- **Goal of the exercise**
How many lines in these records hold the string "content"? State only that number.

- **Data provided**
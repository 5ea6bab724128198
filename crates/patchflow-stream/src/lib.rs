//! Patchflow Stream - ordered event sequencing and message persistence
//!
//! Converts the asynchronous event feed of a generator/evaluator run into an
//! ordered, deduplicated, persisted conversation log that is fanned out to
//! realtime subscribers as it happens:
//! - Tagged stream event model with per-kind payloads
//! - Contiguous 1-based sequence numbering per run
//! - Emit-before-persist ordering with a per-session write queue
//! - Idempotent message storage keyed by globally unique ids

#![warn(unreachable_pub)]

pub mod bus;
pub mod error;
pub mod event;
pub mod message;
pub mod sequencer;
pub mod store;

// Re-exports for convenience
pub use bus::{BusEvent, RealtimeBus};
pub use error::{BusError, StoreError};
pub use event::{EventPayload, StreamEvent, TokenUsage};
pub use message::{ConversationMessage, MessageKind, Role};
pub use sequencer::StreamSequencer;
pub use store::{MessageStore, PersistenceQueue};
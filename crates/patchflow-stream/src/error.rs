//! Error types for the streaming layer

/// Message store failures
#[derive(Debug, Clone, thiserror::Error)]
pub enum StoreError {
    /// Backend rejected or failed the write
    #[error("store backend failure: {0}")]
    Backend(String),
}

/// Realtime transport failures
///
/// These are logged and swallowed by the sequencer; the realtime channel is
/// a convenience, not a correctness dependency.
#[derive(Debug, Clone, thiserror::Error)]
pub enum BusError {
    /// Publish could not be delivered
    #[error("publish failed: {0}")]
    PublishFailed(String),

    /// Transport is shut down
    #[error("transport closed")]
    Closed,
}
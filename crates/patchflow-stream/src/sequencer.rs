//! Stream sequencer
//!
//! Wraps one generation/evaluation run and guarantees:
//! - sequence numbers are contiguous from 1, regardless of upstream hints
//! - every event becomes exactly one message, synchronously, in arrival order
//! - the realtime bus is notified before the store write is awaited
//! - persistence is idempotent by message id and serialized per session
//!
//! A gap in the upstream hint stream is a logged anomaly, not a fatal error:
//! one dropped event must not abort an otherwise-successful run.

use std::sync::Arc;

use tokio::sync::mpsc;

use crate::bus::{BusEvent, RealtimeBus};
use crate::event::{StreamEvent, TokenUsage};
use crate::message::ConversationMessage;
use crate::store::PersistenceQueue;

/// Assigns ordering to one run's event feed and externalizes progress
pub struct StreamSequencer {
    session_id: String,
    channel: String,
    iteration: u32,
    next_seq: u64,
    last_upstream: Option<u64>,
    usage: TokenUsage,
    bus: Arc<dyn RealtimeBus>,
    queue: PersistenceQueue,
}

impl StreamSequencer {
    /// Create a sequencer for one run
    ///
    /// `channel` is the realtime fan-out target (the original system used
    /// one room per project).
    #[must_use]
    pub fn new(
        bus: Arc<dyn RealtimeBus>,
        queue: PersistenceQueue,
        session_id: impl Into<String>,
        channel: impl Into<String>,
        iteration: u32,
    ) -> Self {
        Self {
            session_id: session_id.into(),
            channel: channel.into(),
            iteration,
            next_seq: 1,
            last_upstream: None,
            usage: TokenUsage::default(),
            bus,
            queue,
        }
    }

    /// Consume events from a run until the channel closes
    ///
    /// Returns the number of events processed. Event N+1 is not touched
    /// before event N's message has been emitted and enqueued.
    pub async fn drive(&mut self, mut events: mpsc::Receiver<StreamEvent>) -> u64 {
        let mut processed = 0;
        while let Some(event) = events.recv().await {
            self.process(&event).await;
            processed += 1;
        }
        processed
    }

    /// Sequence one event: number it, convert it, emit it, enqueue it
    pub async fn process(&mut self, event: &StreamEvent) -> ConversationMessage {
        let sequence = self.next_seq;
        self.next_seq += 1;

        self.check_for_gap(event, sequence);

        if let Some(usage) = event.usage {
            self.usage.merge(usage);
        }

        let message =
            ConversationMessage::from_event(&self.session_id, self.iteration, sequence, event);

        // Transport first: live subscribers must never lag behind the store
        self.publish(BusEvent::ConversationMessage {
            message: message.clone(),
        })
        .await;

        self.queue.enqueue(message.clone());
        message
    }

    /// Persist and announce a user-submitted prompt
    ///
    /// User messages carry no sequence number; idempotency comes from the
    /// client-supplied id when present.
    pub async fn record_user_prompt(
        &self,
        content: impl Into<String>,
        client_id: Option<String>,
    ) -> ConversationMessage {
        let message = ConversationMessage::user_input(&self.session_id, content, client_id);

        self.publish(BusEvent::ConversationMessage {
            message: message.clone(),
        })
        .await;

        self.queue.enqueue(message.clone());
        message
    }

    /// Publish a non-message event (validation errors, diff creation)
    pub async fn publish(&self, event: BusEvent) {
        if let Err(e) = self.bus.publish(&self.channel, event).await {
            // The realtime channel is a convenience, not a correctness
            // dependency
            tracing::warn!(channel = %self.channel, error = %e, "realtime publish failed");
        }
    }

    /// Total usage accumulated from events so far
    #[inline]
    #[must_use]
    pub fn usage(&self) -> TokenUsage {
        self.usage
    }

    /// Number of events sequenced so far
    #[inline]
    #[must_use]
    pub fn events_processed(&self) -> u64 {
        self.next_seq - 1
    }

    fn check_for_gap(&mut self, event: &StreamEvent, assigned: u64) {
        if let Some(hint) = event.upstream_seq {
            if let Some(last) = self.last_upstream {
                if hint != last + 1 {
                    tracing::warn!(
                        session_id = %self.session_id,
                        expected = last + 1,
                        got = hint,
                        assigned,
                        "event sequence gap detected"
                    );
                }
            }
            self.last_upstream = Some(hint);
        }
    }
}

- **Exercise result**
2